* [TASK] Reproduce exactly the lines below, from the first through the one containing "pub use navigator::BrowserNavigator;", and nothing more.

(Stored data)
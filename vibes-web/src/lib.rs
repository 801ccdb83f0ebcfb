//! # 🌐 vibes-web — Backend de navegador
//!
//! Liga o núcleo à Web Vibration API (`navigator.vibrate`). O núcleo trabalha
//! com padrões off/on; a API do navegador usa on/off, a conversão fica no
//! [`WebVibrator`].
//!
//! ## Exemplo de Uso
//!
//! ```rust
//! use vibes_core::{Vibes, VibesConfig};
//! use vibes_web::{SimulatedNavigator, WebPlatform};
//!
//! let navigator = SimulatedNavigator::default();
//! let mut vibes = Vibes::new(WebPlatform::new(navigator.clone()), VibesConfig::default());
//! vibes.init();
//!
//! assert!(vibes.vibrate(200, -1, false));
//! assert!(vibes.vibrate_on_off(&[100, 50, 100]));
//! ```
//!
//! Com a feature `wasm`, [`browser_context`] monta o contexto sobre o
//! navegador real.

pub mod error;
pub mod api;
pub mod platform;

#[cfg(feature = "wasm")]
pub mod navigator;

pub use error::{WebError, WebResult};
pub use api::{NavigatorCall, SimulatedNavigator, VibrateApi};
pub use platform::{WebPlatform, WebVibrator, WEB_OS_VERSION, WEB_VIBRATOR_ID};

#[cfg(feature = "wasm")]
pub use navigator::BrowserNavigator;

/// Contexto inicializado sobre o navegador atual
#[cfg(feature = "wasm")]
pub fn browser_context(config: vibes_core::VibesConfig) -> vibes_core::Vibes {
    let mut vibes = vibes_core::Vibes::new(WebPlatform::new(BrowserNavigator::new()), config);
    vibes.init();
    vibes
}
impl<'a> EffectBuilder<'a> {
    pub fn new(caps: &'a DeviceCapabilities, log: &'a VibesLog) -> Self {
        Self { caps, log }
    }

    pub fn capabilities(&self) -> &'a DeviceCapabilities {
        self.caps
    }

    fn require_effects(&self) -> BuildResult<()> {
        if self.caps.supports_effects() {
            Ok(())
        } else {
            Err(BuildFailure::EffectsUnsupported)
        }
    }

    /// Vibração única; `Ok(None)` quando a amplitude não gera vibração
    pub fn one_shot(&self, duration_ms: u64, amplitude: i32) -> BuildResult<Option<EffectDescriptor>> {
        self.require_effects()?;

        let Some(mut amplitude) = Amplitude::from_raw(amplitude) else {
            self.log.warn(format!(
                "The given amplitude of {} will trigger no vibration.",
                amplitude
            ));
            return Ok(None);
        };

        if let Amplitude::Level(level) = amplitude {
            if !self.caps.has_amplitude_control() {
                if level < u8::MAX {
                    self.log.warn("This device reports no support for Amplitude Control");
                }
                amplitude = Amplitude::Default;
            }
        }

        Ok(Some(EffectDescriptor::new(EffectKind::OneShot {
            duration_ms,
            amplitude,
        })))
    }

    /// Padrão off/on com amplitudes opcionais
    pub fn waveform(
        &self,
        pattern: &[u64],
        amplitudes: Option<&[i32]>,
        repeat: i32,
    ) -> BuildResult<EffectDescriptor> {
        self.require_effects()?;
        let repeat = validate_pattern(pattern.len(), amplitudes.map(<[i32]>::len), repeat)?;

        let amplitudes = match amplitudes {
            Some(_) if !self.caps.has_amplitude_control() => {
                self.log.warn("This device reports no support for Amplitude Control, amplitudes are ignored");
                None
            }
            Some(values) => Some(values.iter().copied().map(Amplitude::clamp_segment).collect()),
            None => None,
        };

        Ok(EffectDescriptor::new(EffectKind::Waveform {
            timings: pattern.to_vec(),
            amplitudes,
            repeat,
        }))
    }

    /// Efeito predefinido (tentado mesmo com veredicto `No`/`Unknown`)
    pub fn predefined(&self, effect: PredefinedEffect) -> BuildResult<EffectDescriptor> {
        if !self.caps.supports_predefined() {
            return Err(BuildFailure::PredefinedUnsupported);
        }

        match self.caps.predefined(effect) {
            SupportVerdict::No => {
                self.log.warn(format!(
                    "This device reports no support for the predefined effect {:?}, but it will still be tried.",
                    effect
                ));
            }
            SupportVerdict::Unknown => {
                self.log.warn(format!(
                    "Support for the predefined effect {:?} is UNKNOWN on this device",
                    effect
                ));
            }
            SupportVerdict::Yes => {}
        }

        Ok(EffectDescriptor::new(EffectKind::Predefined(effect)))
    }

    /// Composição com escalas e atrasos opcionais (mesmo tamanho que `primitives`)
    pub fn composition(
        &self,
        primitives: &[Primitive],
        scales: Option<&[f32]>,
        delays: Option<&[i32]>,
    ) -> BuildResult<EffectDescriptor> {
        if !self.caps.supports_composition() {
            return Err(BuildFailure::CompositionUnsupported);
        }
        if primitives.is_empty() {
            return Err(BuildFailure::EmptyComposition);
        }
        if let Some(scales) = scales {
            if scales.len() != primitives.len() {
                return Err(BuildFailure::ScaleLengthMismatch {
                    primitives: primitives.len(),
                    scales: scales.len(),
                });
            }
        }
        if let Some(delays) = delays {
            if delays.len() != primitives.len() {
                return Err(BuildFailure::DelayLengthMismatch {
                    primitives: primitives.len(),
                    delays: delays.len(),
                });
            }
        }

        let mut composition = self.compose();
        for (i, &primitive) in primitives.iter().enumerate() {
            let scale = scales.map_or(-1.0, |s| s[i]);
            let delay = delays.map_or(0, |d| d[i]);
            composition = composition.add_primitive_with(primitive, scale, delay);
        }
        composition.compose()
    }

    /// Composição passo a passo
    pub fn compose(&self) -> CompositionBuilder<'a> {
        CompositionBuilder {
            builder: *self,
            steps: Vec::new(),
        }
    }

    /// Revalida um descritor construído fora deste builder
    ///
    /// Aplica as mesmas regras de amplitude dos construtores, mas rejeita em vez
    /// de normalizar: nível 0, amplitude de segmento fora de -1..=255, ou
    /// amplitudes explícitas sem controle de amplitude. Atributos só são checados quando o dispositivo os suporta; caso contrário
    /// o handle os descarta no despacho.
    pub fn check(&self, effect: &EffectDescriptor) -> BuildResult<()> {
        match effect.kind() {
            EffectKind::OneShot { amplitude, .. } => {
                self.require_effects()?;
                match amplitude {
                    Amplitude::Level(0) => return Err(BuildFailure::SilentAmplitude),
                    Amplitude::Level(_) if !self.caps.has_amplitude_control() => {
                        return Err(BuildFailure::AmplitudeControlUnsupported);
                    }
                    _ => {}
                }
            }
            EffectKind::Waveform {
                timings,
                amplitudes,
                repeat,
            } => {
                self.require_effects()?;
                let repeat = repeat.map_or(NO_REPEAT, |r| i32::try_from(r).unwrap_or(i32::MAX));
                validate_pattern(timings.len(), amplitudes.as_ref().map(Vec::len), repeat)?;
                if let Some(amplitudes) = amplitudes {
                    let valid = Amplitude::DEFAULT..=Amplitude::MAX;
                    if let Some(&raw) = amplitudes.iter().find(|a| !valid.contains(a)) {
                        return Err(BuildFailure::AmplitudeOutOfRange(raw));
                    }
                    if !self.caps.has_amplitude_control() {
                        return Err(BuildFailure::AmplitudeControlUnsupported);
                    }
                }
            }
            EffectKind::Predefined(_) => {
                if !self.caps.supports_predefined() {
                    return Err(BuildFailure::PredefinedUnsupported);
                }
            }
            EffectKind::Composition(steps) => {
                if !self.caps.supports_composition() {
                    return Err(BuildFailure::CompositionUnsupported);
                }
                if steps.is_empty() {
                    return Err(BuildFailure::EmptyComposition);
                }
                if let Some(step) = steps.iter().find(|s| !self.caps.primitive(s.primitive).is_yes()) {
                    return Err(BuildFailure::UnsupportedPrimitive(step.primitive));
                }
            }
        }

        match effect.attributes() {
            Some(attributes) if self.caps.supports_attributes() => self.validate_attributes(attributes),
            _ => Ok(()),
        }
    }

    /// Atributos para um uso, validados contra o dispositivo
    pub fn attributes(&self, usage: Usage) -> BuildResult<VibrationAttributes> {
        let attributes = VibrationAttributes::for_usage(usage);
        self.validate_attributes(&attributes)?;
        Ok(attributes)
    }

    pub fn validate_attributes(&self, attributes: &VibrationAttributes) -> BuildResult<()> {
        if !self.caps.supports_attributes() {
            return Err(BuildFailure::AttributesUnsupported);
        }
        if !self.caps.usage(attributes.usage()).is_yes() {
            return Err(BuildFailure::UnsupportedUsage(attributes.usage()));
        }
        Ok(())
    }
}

* [WRITTEN SOLUTION]
filename vibes-web/src/lib.rs
repository 801ccdb83f0ebcfb
//! # 🌐 vibes-web — Backend de navegador
//!
//! Liga o núcleo à Web Vibration API (`navigator.vibrate`). O núcleo trabalha
//! com padrões off/on; a API do navegador usa on/off, a conversão fica no
//! [`WebVibrator`].
//!
//! ## Exemplo de Uso
//!
//! ```rust
//! use vibes_core::{Vibes, VibesConfig};
//! use vibes_web::{SimulatedNavigator, WebPlatform};
//!
//! let navigator = SimulatedNavigator::default();
//! let mut vibes = Vibes::new(WebPlatform::new(navigator.clone()), VibesConfig::default());
//! vibes.init();
//!
//! assert!(vibes.vibrate(200, -1, false));
//! assert!(vibes.vibrate_on_off(&[100, 50, 100]));
//! ```
//!
//! Com a feature `wasm`, [`browser_context`] monta o contexto sobre o
//! navegador real.

pub mod error;
pub mod api;
pub mod platform;

#[cfg(feature = "wasm")]
pub mod navigator;

pub use error::{WebError, WebResult};
pub use api::{NavigatorCall, SimulatedNavigator, VibrateApi};
pub use platform::{WebPlatform, WebVibrator, WEB_OS_VERSION, WEB_VIBRATOR_ID};

#[cfg(feature = "wasm")]
pub use navigator::BrowserNavigator;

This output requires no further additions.